PEORIA- The poverty rate in Peoria is on the rise.
A report released this week shows 28 percent more Peoria County residents are considered at or below the poverty level.
Jim Matthews knows what it means to hit rock bottom.
"I got a job, lost my job, couldn't find another job," Matthews explains.
He lives in area shelters and spends his days looking for new opportunities through local service agencies.
"You go up to workforce and there's people everyday looking for jobs. There's just nothing around right now. No jobs available," he adds.
Matthews is one of the more than 18 percent of Peoria County residents who are living at or below the poverty line.
A report from The Heartland Alliance Research Group shows one-third of people in Illinois are classified as poor.
Which is defined as a family income of just over $23,000 thousand a year.
Peoria's numbers earned it a spot on the state's poverty warning list.
Meaning it needs to take corrective action.
"We're doing a lot with workforce development, brining people in and re-training them into jobs that are positions locally," says Peoria Mayor Jim Ardis.
Mayor Ardis says Peoria is in the same position as many communities,and families, across the country.

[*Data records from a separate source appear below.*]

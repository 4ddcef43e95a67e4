//! Typed entity identifiers and aggregate lifecycle traits
//!
//! Every domain entity is addressed by a phantom-typed [`EntityId`] so that
//! a project id can never be confused with an application id at compile
//! time. Relationships between entities are plain id references resolved
//! through the store traits, never live object pointers.

use serde::{Deserialize, Serialize};
use std::fmt;
use std::marker::PhantomData;
use uuid::Uuid;

/// A typed entity ID using phantom types for type safety
///
/// IDs are globally unique and persistent. The phantom type parameter
/// ensures that IDs for different entity types cannot be mixed up.
///
/// # Examples
///
/// ```rust
/// use coursematch_domain::{EntityId, ProjectMarker, UserMarker};
///
/// let project_id = EntityId::<ProjectMarker>::new();
/// let user_id = EntityId::<UserMarker>::new();
///
/// // These are different types - won't compile if mixed up:
/// // let _: EntityId<ProjectMarker> = user_id; // ERROR!
/// ```
#[derive(Debug, Clone, Copy, PartialEq, Eq, Hash, PartialOrd, Ord, Serialize, Deserialize)]
pub struct EntityId<T> {
    id: Uuid,
    #[serde(skip)]
    _phantom: PhantomData<T>,
}

impl<T> EntityId<T> {
    /// Create a new random entity ID
    pub fn new() -> Self {
        Self {
            id: Uuid::new_v4(),
            _phantom: PhantomData,
        }
    }

    /// Create an entity ID from a UUID
    pub fn from_uuid(id: Uuid) -> Self {
        Self {
            id,
            _phantom: PhantomData,
        }
    }

    /// Get the underlying UUID
    pub fn as_uuid(&self) -> &Uuid {
        &self.id
    }
}

impl<T> fmt::Display for EntityId<T> {
    fn fmt(&self, f: &mut fmt::Formatter<'_>) -> fmt::Result {
        write!(f, "{}", self.id)
    }
}

impl<T> Default for EntityId<T> {
    fn default() -> Self {
        Self::new()
    }
}

impl<T> From<EntityId<T>> for Uuid {
    fn from(id: EntityId<T>) -> Self {
        id.id
    }
}

impl<T> schemars::JsonSchema for EntityId<T> {
    fn schema_name() -> String {
        "EntityId".to_string()
    }

    fn json_schema(gen: &mut schemars::gen::SchemaGenerator) -> schemars::schema::Schema {
        gen.subschema_for::<Uuid>()
    }
}

/// Marker trait for aggregate roots
///
/// Aggregates carry a version counter used for optimistic concurrency:
/// stores reject a write whose expected version does not match the
/// committed one, which is what serializes concurrent check-then-act
/// sequences such as two simultaneous joins against one project.
pub trait AggregateRoot: Sized {
    /// The type of ID for this aggregate
    type Id: Copy + Eq + Send + Sync;

    /// Get the aggregate's ID
    fn id(&self) -> Self::Id;

    /// Get the aggregate's version for optimistic concurrency
    fn version(&self) -> u64;

    /// Increment the version
    fn increment_version(&mut self);
}

// Marker types for entity IDs

/// Marker for course entities
#[derive(Debug, Clone, Copy, PartialEq, Eq, Hash, Serialize, Deserialize)]
pub struct CourseMarker;

/// Marker for assignment entities
#[derive(Debug, Clone, Copy, PartialEq, Eq, Hash, Serialize, Deserialize)]
pub struct AssignmentMarker;

/// Marker for project entities
#[derive(Debug, Clone, Copy, PartialEq, Eq, Hash, Serialize, Deserialize)]
pub struct ProjectMarker;

/// Marker for application entities
#[derive(Debug, Clone, Copy, PartialEq, Eq, Hash, Serialize, Deserialize)]
pub struct ApplicationMarker;

/// Marker for review entities
#[derive(Debug, Clone, Copy, PartialEq, Eq, Hash, Serialize, Deserialize)]
pub struct ReviewMarker;

/// Marker for deadline entities
#[derive(Debug, Clone, Copy, PartialEq, Eq, Hash, Serialize, Deserialize)]
pub struct DeadlineMarker;

/// Marker for user identities
#[derive(Debug, Clone, Copy, PartialEq, Eq, Hash, Serialize, Deserialize)]
pub struct UserMarker;

/// Identifier for a course
pub type CourseId = EntityId<CourseMarker>;
/// Identifier for an assignment
pub type AssignmentId = EntityId<AssignmentMarker>;
/// Identifier for a project
pub type ProjectId = EntityId<ProjectMarker>;
/// Identifier for an application
pub type ApplicationId = EntityId<ApplicationMarker>;
/// Identifier for a review
pub type ReviewId = EntityId<ReviewMarker>;
/// Identifier for a deadline
pub type DeadlineId = EntityId<DeadlineMarker>;
/// Identifier for a user
pub type UserId = EntityId<UserMarker>;

#[cfg(test)]
mod tests {
    use super::*;

    #[test]
    fn entity_id_uniqueness() {
        let id1 = ProjectId::new();
        let id2 = ProjectId::new();

        assert_ne!(id1, id2);
        assert!(!id1.as_uuid().is_nil());
    }

    #[test]
    fn entity_id_from_uuid_round_trip() {
        let uuid = Uuid::new_v4();
        let id = UserId::from_uuid(uuid);

        assert_eq!(id.as_uuid(), &uuid);
        assert_eq!(format!("{id}"), format!("{uuid}"));
    }

    #[test]
    fn entity_id_serde() {
        let original = ApplicationId::new();
        let json = serde_json::to_string(&original).unwrap();
        let deserialized: ApplicationId = serde_json::from_str(&json).unwrap();

        assert_eq!(original, deserialized);
    }

    #[test]
    fn entity_id_as_map_key() {
        use std::collections::HashMap;

        let mut map = HashMap::new();
        let id1 = ProjectId::new();
        let id2 = ProjectId::new();

        map.insert(id1, "alpha");
        map.insert(id2, "beta");

        assert_eq!(map.get(&id1), Some(&"alpha"));
        assert_eq!(map.len(), 2);
    }
}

Trying to do more with less.
"The money the city gets traditionally from the federal government for a lot of these grants, they continue to cut us back on that. From a financial standpoint, we don't have a lot of resources to supplement what we're losing from state and federal governments. But we do have a lot of organizations trying to help," Ardis explains.
"We are full and we have a waiting list of homeless women and children," says Phil Newton, Director of Peoria's South Side Mission.
Local social service agencies are seeing record numbers of people seeking help in Peoria.
They say while the numbers may be going up, the problem of poverty is nothing new.
"Zipcode 61605, the southside of Peoria, is one of the 100 poorest zipcodes in all of America," adds Newton.
Matthews says people have two choices, give up on life, or keep trying to make it better.
"If they don't get any funding, get people who want to help us, I don't see where we're going to be able to do a whole lot but just keep going like we're going and surviving the best we can survive," adds Matthews.
Mayor Ardis says the addition of new organizations like LISC and Thrive are also helping to provide more resources to the city.
He also says focusing on improving education will help move the county forward.